___ DATA EXTRACTS ___

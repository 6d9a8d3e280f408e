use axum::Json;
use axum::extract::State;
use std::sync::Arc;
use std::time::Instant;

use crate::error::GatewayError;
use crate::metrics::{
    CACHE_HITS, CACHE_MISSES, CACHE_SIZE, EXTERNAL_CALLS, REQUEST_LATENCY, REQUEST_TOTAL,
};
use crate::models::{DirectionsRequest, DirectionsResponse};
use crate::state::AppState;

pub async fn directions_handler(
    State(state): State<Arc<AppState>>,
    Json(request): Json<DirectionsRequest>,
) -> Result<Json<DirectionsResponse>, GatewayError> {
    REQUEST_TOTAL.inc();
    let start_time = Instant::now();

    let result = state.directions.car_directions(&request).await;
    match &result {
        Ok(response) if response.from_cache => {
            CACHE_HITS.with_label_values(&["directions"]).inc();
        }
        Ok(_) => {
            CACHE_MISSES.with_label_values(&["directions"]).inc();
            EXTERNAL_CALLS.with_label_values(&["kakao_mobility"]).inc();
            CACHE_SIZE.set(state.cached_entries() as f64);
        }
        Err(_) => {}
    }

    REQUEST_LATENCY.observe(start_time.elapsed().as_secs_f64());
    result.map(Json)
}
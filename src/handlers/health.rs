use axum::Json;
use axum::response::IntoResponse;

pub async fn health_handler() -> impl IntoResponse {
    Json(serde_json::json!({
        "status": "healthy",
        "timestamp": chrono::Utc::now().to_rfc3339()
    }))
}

___

- **AIM OF THE TASK**: Pull out all lines from the entries above in which the word "Instant" appears.

- **RESULT BELOW**:
use std::time::Instant;
    let start_time = Instant::now();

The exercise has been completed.